📨
Messages Being Lost or Processed Multiple Times
An order event was published but the notification service never received it. Or the payment service processed the same payment twice because the consumer committed the offset before completing the work. At-least-once delivery sounds simple until you realize your consumers are not idempotent.
🔀
Event Ordering and Consistency Issues
A user updated their profile and then placed an order, but the order service processed the order event before the profile update arrived. Partition keys were not set correctly, consumer group rebalancing shuffled assignments, and now your downstream services see events in the wrong sequence.
📉
Kafka Consumer Lag Growing Uncontrollably
Your consumer group's lag keeps increasing and you cannot figure out why. Is it slow processing, too few partitions, a downstream dependency that is throttling, or a poison message that keeps causing retries? The consumer metrics do not tell you enough to diagnose the bottleneck.
❓
Unclear When to Use Events vs API Calls
Your team is debating whether a new feature should use events or direct API calls. Some interactions naturally fit async patterns while others need synchronous responses. Making the wrong choice leads to unnecessary complexity or awkward request-reply patterns over a message broker.
📐
Event Schema Evolution Breaking Consumers
You added a new field to an event schema and three consumers broke.
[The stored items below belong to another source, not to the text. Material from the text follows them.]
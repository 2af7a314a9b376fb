//! Provider selection from configuration.
//!
//! Selection is a pure function of [`ProviderConfig`] and is re-run on every
//! call, so a settings change takes effect on the next request.

use reqwest::Client;
use serde::Serialize;
use std::fmt;
use std::time::Duration;

use super::{DashscopeStyleAdapter, OpenAiStyleAdapter, ProviderAdapter};
use crate::config::ProviderConfig;

/// Endpoint substring marking an unconfigured placeholder.
const PLACEHOLDER_DOMAIN: &str = "example.com";

/// Endpoint substrings identifying Dashscope.
const DASHSCOPE_MARKERS: &[&str] = &["dashscope", "aliyuncs"];

/// Which path a call should take.
#[derive(Debug, Clone, Copy, PartialEq, Eq, Serialize)]
#[serde(rename_all = "snake_case")]
pub enum ProviderKind {
    /// No usable provider; use the deterministic generator.
    Mock,
    OpenAiStyle,
    DashscopeStyle,
}

impl fmt::Display for ProviderKind {
    fn fmt(&self, f: &mut fmt::Formatter<'_>) -> fmt::Result {
        let s = match self {
            Self::Mock => "mock",
            Self::OpenAiStyle => "openai",
            Self::DashscopeStyle => "dashscope",
        };
        write!(f, "{}", s)
    }
}

/// Decide the provider path for a configuration.
///
/// 1. Missing key, missing endpoint, or a placeholder endpoint → `Mock`.
/// 2. Endpoint mentioning `dashscope` or `aliyuncs` → `DashscopeStyle`.
/// 3. Anything else → `OpenAiStyle`.
pub fn select_provider(config: &ProviderConfig) -> ProviderKind {
    let (Some(_), Some(endpoint)) = (present(&config.api_key), present(&config.endpoint)) else {
        return ProviderKind::Mock;
    };

    if endpoint.contains(PLACEHOLDER_DOMAIN) {
        ProviderKind::Mock
    } else if DASHSCOPE_MARKERS.iter().any(|m| endpoint.contains(m)) {
        ProviderKind::DashscopeStyle
    } else {
        ProviderKind::OpenAiStyle
    }
}

/// Build the adapter for a configuration, or `None` when the mock path applies.
pub fn build_adapter(
    config: &ProviderConfig,
    client: &Client,
    timeout: Duration,
) -> Option<Box<dyn ProviderAdapter>> {
    let kind = select_provider(config);
    let (Some(api_key), Some(endpoint)) = (present(&config.api_key), present(&config.endpoint))
    else {
        return None;
    };
    let (api_key, endpoint) = (api_key.to_string(), endpoint.to_string());

    match kind {
        ProviderKind::Mock => None,
        ProviderKind::OpenAiStyle => {
            let mut adapter = OpenAiStyleAdapter::new(client.clone(), endpoint, api_key)
                .with_request_timeout(timeout);
            if let Some(model) = &config.model {
                adapter = adapter.with_model(model.clone());
            }
            Some(Box::new(adapter))
        }
        ProviderKind::DashscopeStyle => {
            let mut adapter = DashscopeStyleAdapter::new(client.clone(), endpoint, api_key)
                .with_request_timeout(timeout);
            if let Some(model) = &config.model {
                adapter = adapter.with_model(model.clone());
            }
            Some(Box::new(adapter))
        }
    }
}

/// Settings files may carry blank strings; treat them as absent.
fn present(value: &Option<String>) -> Option<&str> {
    value.as_deref().map(str::trim).filter(|s| !s.is_empty())
}
impl TravelPlanner {
    pub fn new(settings: SharedSettingsStore) -> Self {
        Self::with_client(Client::new(), settings)
    }

    pub fn with_client(client: Client, settings: SharedSettingsStore) -> Self {
        Self {
            client,
            settings,
            timeout: REQUEST_TIMEOUT,
            adapter_override: None,
        }
    }

    /// Shorten the provider timeout. Used by tests.
    pub fn with_request_timeout(mut self, timeout: Duration) -> Self {
        self.timeout = timeout;
        self
    }

    /// Route provider calls to `adapter` instead of the configured provider.
    ///
    /// Selection still runs first: an unconfigured or placeholder provider
    /// takes the mock path and never reaches `adapter`.
    pub fn with_adapter(mut self, adapter: Arc<dyn ProviderAdapter>) -> Self {
        self.adapter_override = Some(adapter);
        self
    }

    fn resolve_adapter(&self, provider: &ProviderConfig) -> Option<Arc<dyn ProviderAdapter>> {
        if select_provider(provider) == ProviderKind::Mock {
            return None;
        }
        if let Some(adapter) = &self.adapter_override {
            return Some(adapter.clone());
        }
        build_adapter(provider, &self.client, self.timeout).map(Arc::from)
    }

    /// Generate an itinerary for a request.
    pub async fn generate(&self, request: &GenerationRequest) -> Result<GeneratedPlan, LlmError> {
        let settings = self.settings.get().await;

        let Some(adapter) = self.resolve_adapter(&settings.provider) else {
            tracing::info!(
                "No AI provider configured, generating mock plan for {}",
                request.destination
            );
            let completion = mock_plan(request);
            return Ok(GeneratedPlan {
                plan: NewPlan::from_request(request, completion.text),
                provider: ProviderKind::Mock,
                raw: completion.raw,
            });
        };

        let prompts = generation_prompts(request, settings.language);
        tracing::info!(
            "Generating plan for {} via {} provider",
            request.destination,
            adapter.kind()
        );

        let completion = adapter
            .complete(&prompts, Purpose::Itinerary.params())
            .await
            .map_err(|e| {
                tracing::warn!("Plan generation failed ({}): {}", e.kind, e.message);
                e
            })?;

        if completion.text.trim().is_empty() {
            tracing::warn!("Provider returned an empty plan for {}", request.destination);
            return Err(LlmError::format("AI service returned no usable plan content"));
        }

        Ok(GeneratedPlan {
            plan: NewPlan::from_request(request, completion.text),
            provider: adapter.kind(),
            raw: completion.raw,
        })
    }

    /// Generate an itinerary and persist it only if generation succeeded.
    pub async fn generate_and_save(
        &self,
        store: &dyn PlanStore,
        user_id: Uuid,
        request: &GenerationRequest,
    ) -> Result<TravelPlan, PlanningError> {
        let generated = self.generate(request).await?;
        let stored = store.create_plan(user_id, generated.plan).await?;
        tracing::info!("Saved travel plan {} ({})", stored.id, stored.title);
        Ok(stored)
    }

    /// Produce a budget report for a plan's expenses.
    pub async fn analyze(&self, context: &BudgetContext) -> Result<BudgetReport, LlmError> {
        let settings = self.settings.get().await;
        let summary = aggregate(context);
        let advisories = advise(&summary);

        let Some(adapter) = self.resolve_adapter(&settings.provider) else {
            tracing::info!(
                "No AI provider configured, generating mock budget analysis for {}",
                context.destination
            );
            let completion = mock_analysis(context);
            return Ok(BudgetReport {
                text: completion.text,
                summary,
                advisories,
                provider: ProviderKind::Mock,
                raw: completion.raw,
            });
        };

        let prompts = analysis_prompts(context, settings.language);
        tracing::info!(
            "Analyzing {} expenses for {} via {} provider",
            context.expenses.len(),
            context.destination,
            adapter.kind()
        );

        let completion = adapter
            .complete(&prompts, Purpose::BudgetAnalysis.params())
            .await
            .map_err(|e| {
                tracing::warn!("Budget analysis failed ({}): {}", e.kind, e.message);
                e
            })?;

        Ok(BudgetReport {
            text: completion.text,
            summary,
            advisories,
            provider: adapter.kind(),
            raw: completion.raw,
        })
    }

    /// Load a stored plan with its expenses and analyze it.
    pub async fn analyze_plan(
        &self,
        store: &dyn PlanStore,
        plan_id: Uuid,
    ) -> Result<BudgetReport, PlanningError> {
        let plan = store
            .get_plan(plan_id)
            .await?
            .ok_or(StoreError::PlanNotFound(plan_id))?;
        let expenses = store.list_expenses(plan_id).await?;
        Ok(self.analyze(&plan.budget_context(expenses)).await?)
    }
}
//! Travel planning module - itinerary generation and budget reports.
//!
//! This module is designed around request-scoped values:
//! - Inputs are immutable and built once per call
//! - Prompt building and mock synthesis are pure functions
//! - Network I/O is confined to [`TravelPlanner`]

mod envelope;
mod mock;
mod planner;
pub mod prompt;

pub use envelope::{Envelope, Payload};
pub use mock::{mock_analysis, mock_plan};
pub use planner::{BudgetReport, GeneratedPlan, PlanningError, TravelPlanner};

use chrono::{DateTime, NaiveDate, Utc};
use serde::{Deserialize, Serialize};
use uuid::Uuid;

use crate::budget::{BudgetContext, ExpenseRecord};

/// A traveler's request for an itinerary.
///
/// Date ordering is the caller's responsibility and is not checked here.
#[derive(Debug, Clone, Serialize, Deserialize)]
pub struct GenerationRequest {
    pub destination: String,
    pub start_date: NaiveDate,
    pub end_date: NaiveDate,
    pub budget: f64,
    /// Free text, may be empty.
    #[serde(default)]
    pub preferences: String,
    #[serde(default = "default_travelers")]
    pub traveler_count: u32,
}

fn default_travelers() -> u32 {
    1
}

impl GenerationRequest {
    /// Title used for the persisted plan.
    pub fn plan_title(&self) -> String {
        format!(
            "{} travel plan ({} - {})",
            self.destination, self.start_date, self.end_date
        )
    }
}

/// Plan-creation payload handed to the persistence layer.
#[derive(Debug, Clone, PartialEq, Serialize, Deserialize)]
pub struct NewPlan {
    pub title: String,
    pub destination: String,
    pub start_date: NaiveDate,
    pub end_date: NaiveDate,
    pub budget: f64,
    pub preferences: String,
    /// The generated itinerary narrative.
    pub details: String,
}

impl NewPlan {
    pub fn from_request(request: &GenerationRequest, details: String) -> Self {
        Self {
            title: request.plan_title(),
            destination: request.destination.clone(),
            start_date: request.start_date,
            end_date: request.end_date,
            budget: request.budget,
            preferences: request.preferences.clone(),
            details,
        }
    }
}

/// A plan as stored by the persistence layer.
#[derive(Debug, Clone, Serialize, Deserialize)]
pub struct TravelPlan {
    pub id: Uuid,
    pub user_id: Uuid,
    pub title: String,
    pub destination: String,
    pub start_date: NaiveDate,
    pub end_date: NaiveDate,
    pub budget: f64,
    pub preferences: String,
    pub details: Option<String>,
    pub created_at: DateTime<Utc>,
}

impl TravelPlan {
    /// Budget context for analysing this plan's expenses.
    pub fn budget_context(&self, expenses: Vec<ExpenseRecord>) -> BudgetContext {
        BudgetContext {
            destination: self.destination.clone(),
            budget: self.budget,
            start_date: self.start_date,
            end_date: self.end_date,
            expenses,
        }
    }
}
//! Command-line entry point.
//!
//! ```text
//! travel-planner plan <request.json>
//! travel-planner analyze <context.json>
//! ```
//!
//! Prints the caller envelope as JSON. Provider settings come from
//! `.travel-planner/settings.json` in the current directory, falling back to
//! `AI_API_KEY` / `AI_API_ENDPOINT`.

use anyhow::{bail, Context, Result};
use std::sync::Arc;
use tracing_subscriber::{layer::SubscriberExt, util::SubscriberInitExt};

use travel_planner::budget::BudgetContext;
use travel_planner::{Envelope, GenerationRequest, SettingsStore, TravelPlanner};

fn read_json<T: serde::de::DeserializeOwned>(path: &str) -> Result<T> {
    let contents =
        std::fs::read_to_string(path).with_context(|| format!("Failed to read {}", path))?;
    serde_json::from_str(&contents).with_context(|| format!("Failed to parse {}", path))
}

#[tokio::main]
async fn main() -> Result<()> {
    tracing_subscriber::registry()
        .with(
            tracing_subscriber::EnvFilter::try_from_default_env()
                .unwrap_or_else(|_| "travel_planner=info".into()),
        )
        .with(tracing_subscriber::fmt::layer().with_writer(std::io::stderr))
        .init();

    let args: Vec<String> = std::env::args().collect();
    let (command, input) = match args.as_slice() {
        [_, command, input] => (command.as_str(), input.as_str()),
        _ => bail!("usage: travel-planner <plan|analyze> <input.json>"),
    };

    let working_dir = std::env::current_dir().context("Failed to resolve working directory")?;
    let settings = Arc::new(SettingsStore::new(&working_dir).await);
    let planner = TravelPlanner::new(settings);

    let envelope = match command {
        "plan" => {
            let request: GenerationRequest = read_json(input)?;
            Envelope::for_plan(&planner.generate(&request).await)
        }
        "analyze" => {
            let context: BudgetContext = read_json(input)?;
            Envelope::for_analysis(&planner.analyze(&context).await)
        }
        other => bail!("unknown command '{}', expected 'plan' or 'analyze'", other),
    };

    println!("{}", serde_json::to_string_pretty(&envelope)?);
    Ok(())
}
Or you renamed a field and old events in the topic cannot be deserialized anymore. Without a schema evolution strategy, every schema change is a potential production incident.
☠️
Dead Letter Queues Filling Up with No Resolution
Failed messages are routed to the DLQ but nobody looks at them. They accumulate for months until the queue is full and new failures start getting dropped silently. There is no process for analyzing, fixing, and replaying dead-lettered messages.